We
started the year dipping into a delightful surprise – American Cornball: A Laffopedic Guide to the Formerly Funny, by
Christopher Miller. Arranged
alphabetically, Miller enumerates the countless tropes so frequent in American
comedy circa 1900-1966, and why they were funny and what they tell us about
Americans of old.
Miller
creates an artificial cutoff of 1966, citing anecdotally that the upheavals of
the 1960s resulted in a seismic change in what America meant and, consequently,
what it meant to be an American. One
would think that this is an invitation for Miller – a professor at Bennington
College in Vermont and the author of Sudden Noises from Inanimate Objects –
to take potshots at the Great American Century.
However, such is not the case at all, as Miller rightly sees the
downside of our social “progress.” More
often than not, it would seem to Miller that the America of the 1920s, 30s and
40s was a funnier, and perhaps, better place than the country we know
today. (A sentiment with which we here
at the Jade Sphinx are in full agreement.)
The book
has entries on a wide array of laugh-getters, including falling safes and
anvils, pratfalls, milquetoasts, flappers, hash, hobos, outhouses, rolling
pins, castor oil, dishwashing husbands, nosey neighbors and noise – and that is
just scratching the surface. Miller also
talks about many of the formerly great venues for this humor, including
full-page comic strips, radio comedy, silent movies, and of course, joke
books.
Coming
in at 544 pages, one would think that American Cornball more than overstays its
welcome; however, one wishes the book was longer and some of the entries more
detailed.
Miller’s
particular genius is not just in enumerating instances of a comedic trope, but
wondering why they were (or are) funny in the first place. Miller has keen insight into the human
condition, and finds many of his observations in the arena of the
ridiculous. Though not a philosopher
like G. K. Chesterton (quoted,
incidentally, in this volume), Miller’s worldview is that of an expansive
humanist with a predisposition to the comic rather than the tragic.
The
encyclopedia format keeps the observations loose and light, and this also
proves to be one of the few flaws in the book: when Miller really has something
to say (which is often), he is hamstrung by his format. One hopes that he will follow-up American Cornball
with a collection of essays of greater depth and fewer topics, as there is much
more for him to say.
But what
he does say here is terrific and to be savored.

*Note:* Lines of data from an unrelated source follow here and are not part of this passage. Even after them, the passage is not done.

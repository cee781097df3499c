//! Shareable API keys.
//!
//! An `ApiKey` wraps one `HashChain`. Its text form is base-58 with an
//! embedded version byte and checksum (Base58Check):
//!
//! ```text
//! base58( [ version = 0 ][ chain bytes ][ checksum (4) ] )
//! ```
//!
//! Keys are immutable values. `restrict` returns a new key and leaves the
//! original usable; clones and derived keys share chain storage.

use std::fmt;
use std::str::FromStr;

use crate::caveat::{Action, Caveat};
use crate::chain::{HashChain, Signature};
use crate::codec::{BinaryCodec, CaveatCodec};
use crate::error::{ApiKeyError, Denial, FormatError};
use crate::revocation::{self, RevocationSet};
use crate::secret::Secret;

/// Version byte carried in the text envelope.
pub const KEY_VERSION: u8 = 0;

/// A macaroon-backed API key.
#[derive(Clone, PartialEq, Eq)]
pub struct ApiKey {
    chain: HashChain,
}

impl ApiKey {
    /// A brand new unrestricted key for `secret`.
    pub fn new(secret: &Secret) -> Self {
        Self {
            chain: HashChain::unrestricted(secret),
        }
    }

    /// Parse a key from its text form. The key is not validated: nothing
    /// here touches a secret.
    pub fn parse(text: &str) -> Result<Self, ApiKeyError> {
        let decoded = bs58::decode(text)
            .with_check(None)
            .into_vec()
            .map_err(|_| FormatError::Encoding)?;

        let (&version, payload) = decoded.split_first().ok_or(FormatError::Encoding)?;
        if version != KEY_VERSION {
            return Err(FormatError::Version(version).into());
        }

        let chain = HashChain::from_bytes(payload)?;
        Ok(Self { chain })
    }

    /// Encode the key in its shareable text form.
    pub fn serialize(&self) -> String {
        bs58::encode(self.chain.to_bytes())
            .with_check_version(KEY_VERSION)
            .into_string()
    }

    /// A new key carrying every restriction of `self` plus `caveat`.
    pub fn restrict(&self, caveat: &Caveat) -> Result<Self, ApiKeyError> {
        self.restrict_with(&BinaryCodec, caveat)
    }

    pub fn restrict_with<C: CaveatCodec>(&self, codec: &C, caveat: &Caveat) -> Result<Self, ApiKeyError> {
        let blob = codec.encode(caveat).map_err(ApiKeyError::Encoding)?;
        let chain = self.chain.append(blob);
        tracing::trace!(caveats = chain.len(), "restricted api key");
        Ok(Self { chain })
    }

    /// Apply `caveats` in order.
    pub fn restrict_all<'a, I>(&self, caveats: I) -> Result<Self, ApiKeyError>
    where
        I: IntoIterator<Item = &'a Caveat>,
    {
        caveats
            .into_iter()
            .try_fold(self.clone(), |key, caveat| key.restrict(caveat))
    }

    /// Authorize `action` against this key.
    ///
    /// Steps, in order:
    /// 1. the chain must re-derive from `secret`, else `Invalid`;
    /// 2. every caveat must decode, else `Format`;
    /// 3. every caveat must allow the action, else `Unauthorized` naming
    ///    the first caveat that refused;
    /// 4. neither the head nor any chain signature may be in `revoked`,
    ///    else `Unauthorized`.
    ///
    /// Revocation is consulted last, so a revoked key whose caveats also
    /// refuse the action reports the caveat denial.
    pub fn check(&self, secret: &Secret, action: &Action, revoked: &RevocationSet) -> Result<(), ApiKeyError> {
        self.check_with(&BinaryCodec, secret, action, revoked)
    }

    pub fn check_with<C: CaveatCodec>(
        &self,
        codec: &C,
        secret: &Secret,
        action: &Action,
        revoked: &RevocationSet,
    ) -> Result<(), ApiKeyError> {
        if !self.chain.validate(secret) {
            tracing::debug!(op = ?action.op, "api key signature chain did not verify");
            return Err(ApiKeyError::Invalid);
        }

        let caveats = self.caveats_with(codec).map_err(|err| {
            tracing::debug!(op = ?action.op, error = %err, "api key carries a malformed caveat");
            err
        })?;

        if let Some(index) = caveats.iter().position(|caveat| !caveat.allows(action)) {
            tracing::debug!(op = ?action.op, caveat = index, "api key caveat refused action");
            return Err(ApiKeyError::Unauthorized(Denial::ActionDisallowed { index }));
        }

        if let Some(denial) = revocation::first_revoked(&self.chain, secret, revoked) {
            tracing::debug!(op = ?action.op, denial = %denial, "api key is revoked");
            return Err(ApiKeyError::Unauthorized(denial));
        }

        tracing::trace!(op = ?action.op, caveats = caveats.len(), "api key authorized action");
        Ok(())
    }

    /// Decode the attached restrictions, oldest first. No secret is
    /// involved, so the result says nothing about authenticity.
    pub fn caveats(&self) -> Result<Vec<Caveat>, ApiKeyError> {
        self.caveats_with(&BinaryCodec)
    }

    pub fn caveats_with<C: CaveatCodec>(&self, codec: &C) -> Result<Vec<Caveat>, ApiKeyError> {
        self.chain
            .caveats()
            .into_iter()
            .map(|blob| {
                codec
                    .decode(blob)
                    .map_err(|err| ApiKeyError::from(FormatError::Caveat(err)))
            })
            .collect()
    }

    /// Identifier of this key's root ancestor.
    pub fn head(&self) -> Signature {
        self.chain.head()
    }

    /// Identifier of this key only.
    pub fn tail(&self) -> Signature {
        self.chain.tail()
    }

    pub fn chain(&self) -> &HashChain {
        &self.chain
    }
}

impl From<HashChain> for ApiKey {
    fn from(chain: HashChain) -> Self {
        Self { chain }
    }
}

impl FromStr for ApiKey {
    type Err = ApiKeyError;

    fn from_str(s: &str) -> Result<Self, Self::Err> {
        Self::parse(s)
    }
}

impl fmt::Display for ApiKey {
    fn fmt(&self, f: &mut fmt::Formatter<'_>) -> fmt::Result {
        f.write_str(&self.serialize())
    }
}

impl fmt::Debug for ApiKey {
    fn fmt(&self, f: &mut fmt::Formatter<'_>) -> fmt::Result {
        f.debug_struct("ApiKey").field("chain", &self.chain).finish()
    }
}

#[cfg(test)]
mod tests {
    use super::*;
    use crate::caveat::Operation;
    use crate::codec::JsonCodec;

    fn secret() -> Secret {
        Secret::from_bytes([5u8; 32])
    }

    #[test]
    fn text_form_roundtrips() {
        let root = ApiKey::new(&secret());
        let restricted = root.restrict(&Caveat::disallow(Operation::Delete)).unwrap();

        for key in [root, restricted] {
            let text = key.serialize();
            assert_eq!(ApiKey::parse(&text).unwrap(), key);
            assert_eq!(text.parse::<ApiKey>().unwrap().to_string(), text);
        }
    }

    #[test]
    fn wrong_version_is_a_format_error() {
        let chain_bytes = ApiKey::new(&secret()).chain().to_bytes();
        let text = bs58::encode(chain_bytes).with_check_version(1).into_string();
        assert!(matches!(
            ApiKey::parse(&text),
            Err(ApiKeyError::Format(FormatError::Version(1)))
        ));
    }

    #[test]
    fn bad_checksum_is_a_format_error() {
        let mut raw = bs58::decode(ApiKey::new(&secret()).serialize()).into_vec().unwrap();
        let last = raw.len() - 1;
        raw[last] ^= 0xff;
        let text = bs58::encode(raw).into_string();
        assert!(matches!(
            ApiKey::parse(&text),
            Err(ApiKeyError::Format(FormatError::Encoding))
        ));
        assert!(ApiKey::parse("not base58 0OIl").unwrap_err().is_format());
        assert!(ApiKey::parse("").unwrap_err().is_format());
    }

    #[test]
    fn malformed_chain_is_a_format_error() {
        let text = bs58::encode([1u8, 2, 3]).with_check_version(KEY_VERSION).into_string();
        assert!(matches!(
            ApiKey::parse(&text),
            Err(ApiKeyError::Format(FormatError::Chain(_)))
        ));
    }

    #[test]
    fn caveats_read_back_in_order() {
        let first = Caveat::disallow(Operation::Write);
        let second = Caveat::default().with_buckets(["alpha"]);
        let key = ApiKey::new(&secret())
            .restrict_all([&first, &second])
            .unwrap();
        assert_eq!(key.caveats().unwrap(), vec![first, second]);
    }

    #[test]
    fn check_uses_the_given_codec() {
        let s = secret();
        let key = ApiKey::new(&s)
            .restrict_with(&JsonCodec, &Caveat::disallow(Operation::List))
            .unwrap();

        let list = Action::now(Operation::List);
        let read = Action::now(Operation::Read);
        let none = RevocationSet::new();

        assert!(key.check_with(&JsonCodec, &s, &list, &none).unwrap_err().is_unauthorized());
        assert!(key.check_with(&JsonCodec, &s, &read, &none).is_ok());
        assert!(key.check(&s, &read, &none).unwrap_err().is_format());
    }

    #[test]
    fn debug_hides_the_tail() {
        let key = ApiKey::new(&secret());
        let shown = format!("{:?}", key);
        assert!(!shown.contains(&key.tail().to_hex()));
        assert!(shown.contains(&key.head().to_hex()));
    }
}
//! Issuer root secrets.
//!
//! A `Secret` is the single value an issuer keeps per principal (for
//! example per project). Every key it issues, and every key derived from
//! those, verifies only against it.
//!
//! - Not `Clone`. Cannot be duplicated without explicit conversion.
//! - Zeroised on drop.
//! - Raw bytes are `pub(crate)`; they never leave the crate and never
//!   appear in `Debug` output.

use std::fmt;

use zeroize::{Zeroize, ZeroizeOnDrop};

use crate::crypto;
use crate::error::ApiKeyError;

/// Length of a generated secret in bytes (256 bits).
pub const SECRET_LEN: usize = 32;

/// An issuer root secret.
#[derive(Zeroize, ZeroizeOnDrop)]
pub struct Secret {
    bytes: Vec<u8>,
}

impl Secret {
    /// Generate a fresh random secret.
    pub fn generate() -> Result<Self, ApiKeyError> {
        let mut bytes = vec![0u8; SECRET_LEN];
        crypto::fill_random(&mut bytes)?;
        Ok(Self { bytes })
    }

    /// Import secret material held by the issuer.
    ///
    /// Any length is accepted; HMAC hashes long keys down and pads short
    /// ones. Issuers should still use at least `SECRET_LEN` random bytes.
    pub fn from_bytes(bytes: impl Into<Vec<u8>>) -> Self {
        Self {
            bytes: bytes.into(),
        }
    }

    /// Borrow the raw secret for chain derivation.
    pub(crate) fn as_bytes(&self) -> &[u8] {
        &self.bytes
    }
}

impl fmt::Debug for Secret {
    fn fmt(&self, f: &mut fmt::Formatter<'_>) -> fmt::Result {
        f.write_str("Secret(<redacted>)")
    }
}
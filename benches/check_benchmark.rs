use criterion::{black_box, criterion_group, criterion_main, BenchmarkId, Criterion};
use capkey::{generate_secret, Action, ApiKey, Caveat, Operation, RevocationSet};

fn benchmark_check(c: &mut Criterion) {
    let mut group = c.benchmark_group("check");

    let secret = generate_secret().unwrap();
    let action = Action::now(Operation::Read).with_bucket("bench");
    let none = RevocationSet::new();

    for depth in [0usize, 4, 16] {
        let mut key = ApiKey::new(&secret);
        for _ in 0..depth {
            key = key
                .restrict(&Caveat::disallow(Operation::Delete).with_buckets(["bench"]))
                .unwrap();
        }
        let revoked: RevocationSet = [vec![0u8; 32]].into_iter().collect();

        group.bench_with_input(BenchmarkId::new("no_revocations", depth), &key, |b, key| {
            b.iter(|| key.check(black_box(&secret), black_box(&action), &none).unwrap());
        });
        group.bench_with_input(BenchmarkId::new("with_revocations", depth), &key, |b, key| {
            b.iter(|| key.check(black_box(&secret), black_box(&action), &revoked).unwrap());
        });
    }
    group.finish();
}

fn benchmark_restrict_and_parse(c: &mut Criterion) {
    let secret = generate_secret().unwrap();
    let caveat = Caveat::disallow(Operation::Write).with_buckets(["bench"]);

    // Restricting a deep key costs one node and one HMAC, not a copy.
    let mut deep = ApiKey::new(&secret);
    for _ in 0..256 {
        deep = deep.restrict(&caveat).unwrap();
    }
    c.bench_function("restrict_deep_key", |b| {
        b.iter(|| black_box(&deep).restrict(black_box(&caveat)).unwrap());
    });

    let text = ApiKey::new(&secret).restrict(&caveat).unwrap().serialize();
    c.bench_function("parse", |b| {
        b.iter(|| ApiKey::parse(black_box(&text)).unwrap());
    });
}

criterion_group!(benches, benchmark_check, benchmark_restrict_and_parse);
criterion_main!(benches);
//! # capkey
//!
//! Macaroon-backed capability API keys.
//!
//! An issuer holds one root [`Secret`] per principal. [`ApiKey::new`]
//! issues an unrestricted key; any holder can [`ApiKey::restrict`] it
//! further without contacting the issuer, and nobody can remove a
//! restriction without the secret. [`ApiKey::check`] re-derives the HMAC
//! chain from the secret, evaluates every caveat against an [`Action`] and
//! consults a caller-supplied [`RevocationSet`].
//!
//! ## Public API
//!
//! - [`ApiKey`]: parse, serialize, restrict, check
//! - [`Caveat`], [`Action`], [`Operation`]: restrictions and requests
//! - [`RevocationSet`]: revoked heads and tails
//! - [`HashChain`], [`Signature`]: the underlying chain, for tooling
//! - [`CaveatCodec`], [`BinaryCodec`], [`JsonCodec`]: caveat encodings
//!
//! ```
//! use capkey::{generate_secret, Action, ApiKey, Caveat, Operation, RevocationSet};
//!
//! let secret = generate_secret()?;
//! let read_only = ApiKey::new(&secret).restrict(&Caveat::disallow(Operation::Write))?;
//!
//! let key = ApiKey::parse(&read_only.serialize())?;
//! let none = RevocationSet::new();
//! assert!(key.check(&secret, &Action::now(Operation::Read), &none).is_ok());
//! assert!(key.check(&secret, &Action::now(Operation::Write), &none).is_err());
//! # Ok::<(), capkey::ApiKeyError>(())
//! ```

pub(crate) mod crypto;
pub mod error;
pub mod secret;
pub mod chain;
pub mod caveat;
pub mod codec;
pub mod revocation;
pub mod apikey;

pub use apikey::ApiKey;
pub use caveat::{Action, Caveat, Operation};
pub use chain::{HashChain, Signature};
pub use codec::{BinaryCodec, CaveatCodec, JsonCodec};
pub use error::{ApiKeyError, CodecError, Denial, FormatError};
pub use revocation::RevocationSet;
pub use secret::Secret;

/// Generate a cryptographically secure root secret.
///
/// In production, issuers usually load secrets from their own key store
/// with [`Secret::from_bytes`] instead.
pub fn generate_secret() -> Result<Secret, ApiKeyError> {
    Secret::generate()
}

I read through the volume with a goofy smile plastered on my face – and
how could anyone resist a book that cites the Three Stooges, W. C. Fields
and the Marx Brothers a source
material?
Here is
an example of Miller at his best, rifting on the subject of pain: There
is, as far as I know, not one scene in all of Henry James where a character of
either sex sits on a thumbtack. I haven’t
read everything by Henry James, but I’ve read enough to know what the rest must
be like, and nowhere do I see a thumbtack penetrating an unsuspecting
buttock. Stubbed toes are also few and
far between, if they occur at all. And
unlike all those hapless dads on America’s
Funniest Home Videos, the males in James’s arcadia never get it in the
balls.
Good
stuff, that, but better still, here he is midway on his discussion of
morons: In our culture, “That’s not funny” really means “It’s wrong to laugh at
that,” which is why we sometimes say it even while laughing. “That’s not funny” is only secondarily a
report on the speaker’s true reactions, though it can be an effort to train those reactions. If you strongly disapprove of something and
therefore insist it isn’t funny, that isn’t quite as dishonest as insisting
that O.J. Simpson was never a great running back because you hate the
psychopathic asshole he later became.
No, it’s more like refusing to find an actress beautiful because you
hate her personality. Given the
determination, you really can suppress your sense of humor, like your sense of
beauty. But if you say, “There’s nothing
funny about mental retardation, and for the life of me I’ve never understood
why anything thinks there is,” you must be either a hypocrite or a saint. Either way, you’ve clearly forgotten the
jokes of your childhood…..
Then
there is this, on farting: Before it became permissible to discuss
farts openly, our forebears relied on all kinds of substitutes— from ducks to
tubas, from foghorns to balloons. It may be that the fully lifelike simulation
of farts became possible only with later improvements in sheet rubber, but in
the pre-whoopee epoch it wasn’t necessary or even desirable for a noisemaker to
sound exactly like the real thing; it just had to sound like something
sometimes used to symbolize the real thing. Novelty makers are always boasting
about how “realistic” their products are, but in this case, realism wasn’t
wanted. Instead, aspiring practical
jokers were offered a range of metonymies and metaphors. Even in our unembarrassed age, the whoopee
cushion itself still claims to imitate a “Bronx cheer” or raspberry—not a fart
but the imitation of one made by buzzing the lips in what linguists call a
bilabial trill. (The reason that sound is called a “raspberry” is that it is or
was cockney rhyming slang for “fart,” via “raspberry tart.”) The sound is the
best simulation of a fart we can produce with our normal speech apparatus. In the early 1930s, when whoopee cushions took
the world by storm, raspberries too were in fashion, at least on the funny
pages—both Dagwood and Popeye had recourse to them now and then. A little later, Al Capp gave us Joe Btfsplk,
the world’s biggest jinx, easily recognized by the small black cloud—a personal
fart cloud? —hanging over him at all times. When asked how to pronounce Joe’s
surname, Capp would respond with a raspberry, adding, “How else would you
pronounce it?”
I loved
American Cornball, and spent much of the past few weeks reading it aloud to all
and sundry. This is a treasure for
anyone interested in humor – and a perfect gift for those without a sense of one. Highly recommended – and Mr. Miller, more,
please.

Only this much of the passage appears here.